Mon mari, Julian, m'a appelée tôt ce matin-là depuis l'aéroport.
« Je vais embarquer », dit-il, la voix pâteuse après un long voyage. « Je serai occupé, mais je t'appellerai ce soir. »

« Prends soin de toi », ai-je répondu. « Ne te surmène pas. »

C'était la même routine que nous suivions depuis quinze ans.

Voyages. Réunions. Projets à n'en plus finir.

J'avais pris l'habitude de dire au revoir par téléphone plutôt qu'en face à face.

Cet appel n'a rien changé.

En milieu d'après-midi, j'ai reçu un message de mon amie Clara. Sa fille avait été admise à l'hôpital pour une infection pulmonaire. Les médecins ont dit que ce n'était pas grave, mais qu'elle devait rester sous observation.

Clara et moi étions amies depuis le lycée – une amitié qui résiste au temps, à la distance et aux aléas de la vie.
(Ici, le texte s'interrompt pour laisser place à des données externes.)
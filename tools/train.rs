//! Model Training Tool
//!
//! Fits the award classifier on a historical PROUNI CSV and writes the model
//! bundle.
//!
//! Usage: train <data.csv> [out.json]

use anyhow::{Context, Result};
use prouni_award_pipeline::{config::AppConfig, models::trainer::ModelTrainer};
use std::path::PathBuf;
use tracing::info;

fn main() -> Result<()> {
    tracing_subscriber::fmt()
        .with_env_filter(
            tracing_subscriber::EnvFilter::from_default_env()
                .add_directive("prouni_award_pipeline=info".parse()?)
                .add_directive("train=info".parse()?),
        )
        .init();

    let args: Vec<String> = std::env::args().collect();
    let data = match args.get(1) {
        Some(path) => PathBuf::from(path),
        None => anyhow::bail!(
            "Usage: {} <data.csv> [out.json]",
            args.first().map(String::as_str).unwrap_or("train")
        ),
    };

    let config = AppConfig::load()?;
    let out = args
        .get(2)
        .map(PathBuf::from)
        .unwrap_or_else(|| config.model.path.clone());

    info!(
        data = %data.display(),
        out = %out.display(),
        test_size = config.training.test_size,
        seed = config.training.seed,
        "Starting training"
    );

    let trainer = ModelTrainer::new(config.training.clone(), config.model.reference_year);
    let outcome = trainer
        .train_from_csv(&data, &out)
        .with_context(|| format!("Training on {} failed", data.display()))?;

    println!(
        "\nRows: {} train, {} test ({} without a usable target)",
        outcome.train_rows, outcome.test_rows, outcome.dropped_unlabeled
    );
    if let Some(report) = &outcome.report {
        println!("\nClassification report:");
        println!("{}", report);
    }
    if let Some(auc) = outcome.roc_auc {
        println!("ROC-AUC (INTEGRAL as positive): {:.4}", auc);
    }
    println!("\nSaved model to: {}", out.display());

    Ok(())
}
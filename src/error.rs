//! Error types for the award prediction pipeline

use std::path::PathBuf;
use thiserror::Error;

pub type Result<T> = std::result::Result<T, PipelineError>;

#[derive(Debug, Error)]
pub enum PipelineError {
    /// Required columns absent from a batch or feature frame
    #[error("Missing required columns: {}", .0.join(", "))]
    MissingColumns(Vec<String>),

    #[error("Model not loaded. Call load() before predicting")]
    NotLoaded,

    #[error("Model artifact not found: {}", .0.display())]
    ModelNotFound(PathBuf),

    #[error("Invalid model artifact: {0}")]
    InvalidArtifact(String),

    #[error("Invalid input: {0}")]
    InvalidInput(String),

    #[error("Empty dataset: {0}")]
    EmptyDataset(String),

    #[error("Encoding error: {0}")]
    Encoding(String),

    #[error("CSV error: {0}")]
    Csv(#[from] csv::Error),

    #[error("I/O error: {0}")]
    Io(#[from] std::io::Error),

    #[error("Serialization error: {0}")]
    Serialization(#[from] serde_json::Error),
}

impl PipelineError {
    /// Short machine-readable kind, used by the serving adapter
    pub fn kind(&self) -> &'static str {
        match self {
            PipelineError::MissingColumns(_) => "missing_columns",
            PipelineError::NotLoaded => "not_loaded",
            PipelineError::ModelNotFound(_) => "model_not_found",
            PipelineError::InvalidArtifact(_) => "invalid_artifact",
            PipelineError::InvalidInput(_) => "invalid_input",
            PipelineError::EmptyDataset(_) => "empty_dataset",
            PipelineError::Encoding(_) => "encoding",
            PipelineError::Csv(_) => "csv",
            PipelineError::Io(_) => "io",
            PipelineError::Serialization(_) => "serialization",
        }
    }
}

#[cfg(test)]
mod tests {
    use super::*;

    #[test]
    fn test_missing_columns_message_names_every_column() {
        let err = PipelineError::MissingColumns(vec![
            "TIPO_BOLSA".to_string(),
            "UF_BENEFICIARIO".to_string(),
        ]);
        assert_eq!(
            err.to_string(),
            "Missing required columns: TIPO_BOLSA, UF_BENEFICIARIO"
        );
        assert_eq!(err.kind(), "missing_columns");
    }

    #[test]
    fn test_not_loaded_is_distinct_from_missing_artifact() {
        let not_loaded = PipelineError::NotLoaded;
        let missing = PipelineError::ModelNotFound(PathBuf::from("models/x.json"));
        assert_ne!(not_loaded.kind(), missing.kind());
        assert!(missing.to_string().contains("models/x.json"));
    }
}
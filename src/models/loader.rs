//! Model bundle loader

use crate::error::Result;
use crate::models::bundle::ModelBundle;
use crate::types::prediction::Label;
use std::path::{Path, PathBuf};
use tracing::{info, warn};

/// Position of each label in the classifier's probability columns, resolved
/// once at load time.
#[derive(Debug, Clone, Copy, PartialEq, Eq)]
pub struct ClassIndex {
    /// Indexed in [`Label::ALL`] order
    positions: [Option<usize>; 2],
}

impl ClassIndex {
    pub fn from_classes(classes: &[Label]) -> Self {
        let mut positions = [None; 2];
        for (slot, label) in Label::ALL.iter().enumerate() {
            positions[slot] = classes.iter().position(|c| c == label);
        }
        Self { positions }
    }

    /// Probability column for `label`, if the classifier knows it
    pub fn index_of(&self, label: Label) -> Option<usize> {
        let slot = Label::ALL.iter().position(|l| *l == label)?;
        self.positions[slot]
    }

    /// Labels the classifier cannot score
    pub fn missing_labels(&self) -> Vec<Label> {
        Label::ALL
            .iter()
            .zip(self.positions.iter())
            .filter(|(_, p)| p.is_none())
            .map(|(l, _)| *l)
            .collect()
    }

    pub fn is_complete(&self) -> bool {
        self.positions.iter().all(Option::is_some)
    }
}

/// Loaded bundle with its resolved class index
#[derive(Debug, Clone)]
pub struct LoadedModel {
    pub path: PathBuf,
    pub bundle: ModelBundle,
    pub class_index: ClassIndex,
}

impl LoadedModel {
    /// Wrap an in-memory bundle (no file involved)
    pub fn from_bundle(path: PathBuf, bundle: ModelBundle) -> Self {
        let class_index = ClassIndex::from_classes(&bundle.classes);
        if !class_index.is_complete() {
            warn!(
                path = %path.display(),
                classes = ?bundle.classes,
                missing = ?class_index.missing_labels(),
                "Bundle classifier does not know every label, missing ones will score 0.5"
            );
        }
        Self {
            path,
            bundle,
            class_index,
        }
    }
}

/// Loader for model bundles
#[derive(Debug, Clone, Copy, Default)]
pub struct ModelLoader;

impl ModelLoader {
    pub fn new() -> Self {
        Self
    }

    /// Load and validate a bundle from file
    pub fn load_model<P: AsRef<Path>>(&self, path: P) -> Result<LoadedModel> {
        let path = path.as_ref();
        info!(path = %path.display(), "Loading model bundle");

        let bundle = ModelBundle::load(path)?;

        info!(
            path = %path.display(),
            classes = ?bundle.classes,
            features = bundle.feature_columns.len(),
            trained_at = %bundle.metadata.trained_at,
            "Model loaded successfully"
        );

        Ok(LoadedModel::from_bundle(path.to_path_buf(), bundle))
    }
}
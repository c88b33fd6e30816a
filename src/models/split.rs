//! Stratified train/test split

use crate::types::prediction::Label;
use rand::rngs::StdRng;
use rand::seq::SliceRandom;
use rand::SeedableRng;
use std::collections::BTreeMap;

/// Split row indices into (train, test), keeping each label's share of the
/// test split close to `test_size`. The same seed yields the same split.
///
/// Every class keeps at least one training row; a class with a single row
/// never reaches the test split.
pub fn stratified_split(labels: &[Label], test_size: f64, seed: u64) -> (Vec<usize>, Vec<usize>) {
    let test_size = test_size.clamp(0.0, 1.0);
    let mut by_class: BTreeMap<Label, Vec<usize>> = BTreeMap::new();
    for (i, label) in labels.iter().enumerate() {
        by_class.entry(*label).or_default().push(i);
    }

    let mut rng = StdRng::seed_from_u64(seed);
    let mut train = Vec::with_capacity(labels.len());
    let mut test = Vec::new();

    for indices in by_class.values_mut() {
        indices.shuffle(&mut rng);
        let n = indices.len();
        let n_test = ((n as f64 * test_size).round() as usize).min(n.saturating_sub(1));
        test.extend_from_slice(&indices[..n_test]);
        train.extend_from_slice(&indices[n_test..]);
    }

    train.sort_unstable();
    test.sort_unstable();
    (train, test)
}

#[cfg(test)]
mod tests {
    use super::*;

    fn labels(integral: usize, parcial: usize) -> Vec<Label> {
        let mut v = vec![Label::Integral; integral];
        v.extend(vec![Label::Parcial; parcial]);
        v
    }

    #[test]
    fn test_proportions_per_class() {
        let y = labels(50, 150);
        let (train, test) = stratified_split(&y, 0.2, 42);

        assert_eq!(train.len() + test.len(), 200);
        let test_integral = test.iter().filter(|&&i| y[i] == Label::Integral).count();
        assert_eq!(test_integral, 10);
        assert_eq!(test.len() - test_integral, 30);
    }

    #[test]
    fn test_disjoint_and_deterministic() {
        let y = labels(17, 23);
        let (train, test) = stratified_split(&y, 0.2, 42);
        assert!(test.iter().all(|i| !train.contains(i)));
        assert_eq!(stratified_split(&y, 0.2, 42), (train.clone(), test.clone()));
        assert_ne!(stratified_split(&y, 0.2, 7).1, test);
    }

    #[test]
    fn test_tiny_class_stays_in_train() {
        let y = labels(1, 10);
        let (train, test) = stratified_split(&y, 0.5, 42);
        assert!(train.contains(&0));
        assert!(!test.contains(&0));
    }

    #[test]
    fn test_empty_input() {
        let (train, test) = stratified_split(&[], 0.2, 42);
        assert!(train.is_empty() && test.is_empty());
    }
}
Je ne pouvais pas l'ignorer.

J'ai cueilli des fleurs et je suis allée à l'hôpital.
C'était une de ces cliniques privées où régnait une forte odeur de désinfectant et un silence pesant.

L'ascenseur semblait insupportablement lent.
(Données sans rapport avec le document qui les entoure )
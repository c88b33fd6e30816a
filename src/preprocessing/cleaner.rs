//! Schema gate and basic cleaning for historical training data.
//!
//! Malformed exports must fail loudly here rather than silently lose rows
//! further down the pipeline.

use crate::error::{PipelineError, Result};
use crate::types::record::{columns, ApplicantRecord};
use tracing::debug;

/// Raw columns every training batch must carry
pub const REQUIRED_COLUMNS: [&str; 12] = [
    columns::GRANT_YEAR,
    columns::SCHOLARSHIP_TYPE,
    columns::SEX,
    columns::RACE,
    columns::BIRTH_DATE,
    columns::DISABILITY,
    columns::REGION,
    columns::STATE,
    columns::MUNICIPALITY,
    columns::MODALITY,
    columns::COURSE,
    columns::SHIFT,
];

/// Tokens treated as missing after trimming
pub const NULL_LIKE_TOKENS: [&str; 5] = ["", "NA", "N/A", "NULL", "None"];

/// Untyped tabular batch: header names plus string cells
#[derive(Debug, Clone, Default)]
pub struct RawTable {
    pub headers: Vec<String>,
    pub rows: Vec<Vec<String>>,
}

impl RawTable {
    pub fn new(headers: Vec<String>, rows: Vec<Vec<String>>) -> Self {
        Self { headers, rows }
    }

    pub fn len(&self) -> usize {
        self.rows.len()
    }

    pub fn is_empty(&self) -> bool {
        self.rows.is_empty()
    }

    fn column_index(&self, name: &str) -> Option<usize> {
        self.headers.iter().position(|h| h.trim() == name)
    }
}

/// Trim a cell and map null-like tokens to `None`.
pub fn clean_value(raw: &str) -> Option<String> {
    let trimmed = raw.trim();
    if NULL_LIKE_TOKENS.contains(&trimmed) {
        None
    } else {
        Some(trimmed.to_string())
    }
}

/// Parse a grant year cell. Accepts integral floats such as `"2020.0"`.
pub fn parse_grant_year(raw: &str) -> Option<i32> {
    let value = clean_value(raw)?;
    if let Ok(year) = value.parse::<i32>() {
        return Some(year);
    }
    value
        .parse::<f64>()
        .ok()
        .filter(|y| y.is_finite() && y.fract() == 0.0)
        .map(|y| y as i32)
}

/// Return the required columns absent from `headers`, in schema order.
pub fn missing_columns(headers: &[String]) -> Vec<String> {
    REQUIRED_COLUMNS
        .iter()
        .filter(|required| !headers.iter().any(|h| h.trim() == **required))
        .map(|c| c.to_string())
        .collect()
}

/// Validate the schema, keep only the required columns and normalize
/// empty-like cells to missing.
pub fn basic_clean(table: &RawTable) -> Result<Vec<ApplicantRecord>> {
    let missing = missing_columns(&table.headers);
    if !missing.is_empty() {
        return Err(PipelineError::MissingColumns(missing));
    }

    // Every lookup succeeds after the schema check above.
    let idx = |name: &str| table.column_index(name).unwrap_or(usize::MAX);
    let positions: [usize; 12] = REQUIRED_COLUMNS.map(idx);

    let cell = |row: &[String], pos: usize| -> Option<String> {
        row.get(pos).and_then(|v| clean_value(v))
    };

    let records: Vec<ApplicantRecord> = table
        .rows
        .iter()
        .map(|row| ApplicantRecord {
            grant_year: row.get(positions[0]).and_then(|v| parse_grant_year(v)),
            scholarship_type: cell(row, positions[1]),
            sex: cell(row, positions[2]),
            race: cell(row, positions[3]),
            birth_date: cell(row, positions[4]),
            disability: cell(row, positions[5]),
            region: cell(row, positions[6]),
            state: cell(row, positions[7]),
            municipality: cell(row, positions[8]),
            modality: cell(row, positions[9]),
            course: cell(row, positions[10]),
            shift: cell(row, positions[11]),
        })
        .collect();

    debug!(
        rows = records.len(),
        dropped_columns = table.headers.len().saturating_sub(REQUIRED_COLUMNS.len()),
        "Basic cleaning complete"
    );

    Ok(records)
}

#[cfg(test)]
mod tests {
    use super::*;

    fn headers() -> Vec<String> {
        let mut h: Vec<String> = REQUIRED_COLUMNS.iter().map(|c| c.to_string()).collect();
        h.push("CPF_BENEFICIARIO".to_string());
        h
    }

    fn row(values: &[&str]) -> Vec<String> {
        values.iter().map(|v| v.to_string()).collect()
    }

    #[test]
    fn test_missing_columns_named_exactly() {
        let table = RawTable::new(
            vec!["ANO_CONCESSAO_BOLSA".to_string(), "SEXO_BENEFICIARIO".to_string()],
            vec![],
        );
        match basic_clean(&table) {
            Err(PipelineError::MissingColumns(cols)) => {
                assert_eq!(cols.len(), 10);
                assert!(cols.contains(&"TIPO_BOLSA".to_string()));
                assert!(!cols.contains(&"SEXO_BENEFICIARIO".to_string()));
            }
            other => panic!("expected MissingColumns, got {:?}", other),
        }
    }

    #[test]
    fn test_clean_maps_null_like_tokens_and_drops_extra_columns() {
        let table = RawTable::new(
            headers(),
            vec![row(&[
                "2020",
                "BOLSA INTEGRAL",
                " F ",
                "NA",
                "2000-01-01",
                "N",
                "SUDESTE",
                "SP",
                "N/A",
                "PRESENCIAL",
                "DIREITO",
                "",
                "123.456.789-00",
            ])],
        );
        let records = basic_clean(&table).unwrap();
        assert_eq!(records.len(), 1);
        let r = &records[0];
        assert_eq!(r.grant_year, Some(2020));
        assert_eq!(r.sex.as_deref(), Some("F"));
        assert_eq!(r.race, None);
        assert_eq!(r.municipality, None);
        assert_eq!(r.shift, None);
        assert_eq!(r.scholarship_type.as_deref(), Some("BOLSA INTEGRAL"));
    }

    #[test]
    fn test_column_order_independent() {
        let mut h = headers();
        h.reverse();
        let mut values = vec![
            "2019", "PARCIAL", "M", "BRANCA", "1999-05-05", "N", "SUL", "PR", "CURITIBA",
            "EAD", "MEDICINA", "NOTURNO", "x",
        ];
        values.reverse();
        let table = RawTable::new(h, vec![row(&values)]);
        let records = basic_clean(&table).unwrap();
        assert_eq!(records[0].grant_year, Some(2019));
        assert_eq!(records[0].course.as_deref(), Some("MEDICINA"));
        assert_eq!(records[0].state.as_deref(), Some("PR"));
    }

    #[test]
    fn test_parse_grant_year() {
        assert_eq!(parse_grant_year("2020"), Some(2020));
        assert_eq!(parse_grant_year(" 2020.0 "), Some(2020));
        assert_eq!(parse_grant_year("2020.5"), None);
        assert_eq!(parse_grant_year("NULL"), None);
        assert_eq!(parse_grant_year("abc"), None);
    }
}
//! Canonicalization of free-text categorical values.
//!
//! Applied independently by the training and serving paths, so it must be
//! idempotent: `normalize_text(&normalize_text(s)) == normalize_text(s)`.

use unicode_normalization::char::is_combining_mark;
use unicode_normalization::UnicodeNormalization;

/// Normalize a text value: upper-case, accents stripped, anything outside
/// `[A-Z0-9 _-]` replaced by a space, whitespace collapsed and trimmed.
pub fn normalize_text(value: &str) -> String {
    let upper = value.trim().to_uppercase();

    let replaced: String = upper
        .nfkd()
        .filter(|c| !is_combining_mark(*c))
        .map(|c| if is_allowed(c) { c } else { ' ' })
        .collect();

    replaced.split_whitespace().collect::<Vec<_>>().join(" ")
}

/// Normalize an optional field. Missing stays missing, and a value that
/// normalizes to nothing becomes missing.
pub fn normalize_field(value: Option<&str>) -> Option<String> {
    let normalized = normalize_text(value?);
    if normalized.is_empty() {
        None
    } else {
        Some(normalized)
    }
}

fn is_allowed(c: char) -> bool {
    c.is_ascii_uppercase() || c.is_ascii_digit() || c == ' ' || c == '_' || c == '-'
}

#[cfg(test)]
mod tests {
    use super::*;
    use proptest::prelude::*;

    #[test]
    fn test_strips_portuguese_diacritics() {
        assert_eq!(normalize_text("São Paulo"), "SAO PAULO");
        assert_eq!(normalize_text("  Ciência da Computação "), "CIENCIA DA COMPUTACAO");
        assert_eq!(normalize_text("indígena"), "INDIGENA");
        assert_eq!(normalize_text("Não"), "NAO");
    }

    #[test]
    fn test_accent_insensitive() {
        assert_eq!(normalize_text("São Paulo"), normalize_text("SAO PAULO"));
        assert_eq!(normalize_text("pardá"), normalize_text("PARDA"));
    }

    #[test]
    fn test_replaces_disallowed_and_collapses_whitespace() {
        assert_eq!(normalize_text("Direito (noturno)"), "DIREITO NOTURNO");
        assert_eq!(normalize_text("a\t\tb\n c"), "A B C");
        assert_eq!(normalize_text("centro-oeste"), "CENTRO-OESTE");
        assert_eq!(normalize_text("ead_100%"), "EAD_100");
    }

    #[test]
    fn test_field_missing_passthrough() {
        assert_eq!(normalize_field(None), None);
        assert_eq!(normalize_field(Some("?!")), None);
        assert_eq!(normalize_field(Some("sp")), Some("SP".to_string()));
    }

    proptest! {
        #[test]
        fn prop_normalize_is_idempotent(s in "\\PC{0,40}") {
            let once = normalize_text(&s);
            prop_assert_eq!(normalize_text(&once), once);
        }

        #[test]
        fn prop_output_alphabet_is_restricted(s in "\\PC{0,40}") {
            let out = normalize_text(&s);
            prop_assert!(out.chars().all(is_allowed));
            prop_assert!(!out.starts_with(' ') && !out.ends_with(' '));
            prop_assert!(!out.contains("  "));
        }
    }
}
Je me souviens du bruit métallique des portes qui s'ouvraient, du long couloir blanc, presque vide. Tout semblait normal.

Jusqu'à ce que j'entende une voix.

Une voix que je connaissais mieux que la mienne.

Je me suis arrêté net.

Non pas par choix, mais parce que mon corps a réagi avant mon esprit.

C'était Julian.

Au début, je me disais que ce n'était pas possible.

« Il est dans un avion », ai-je murmuré intérieurement.

Mais ensuite, je l'ai entendu à nouveau — plus clairement cette fois.

J'étais debout devant une porte entrouverte donnant sur une petite salle d'attente.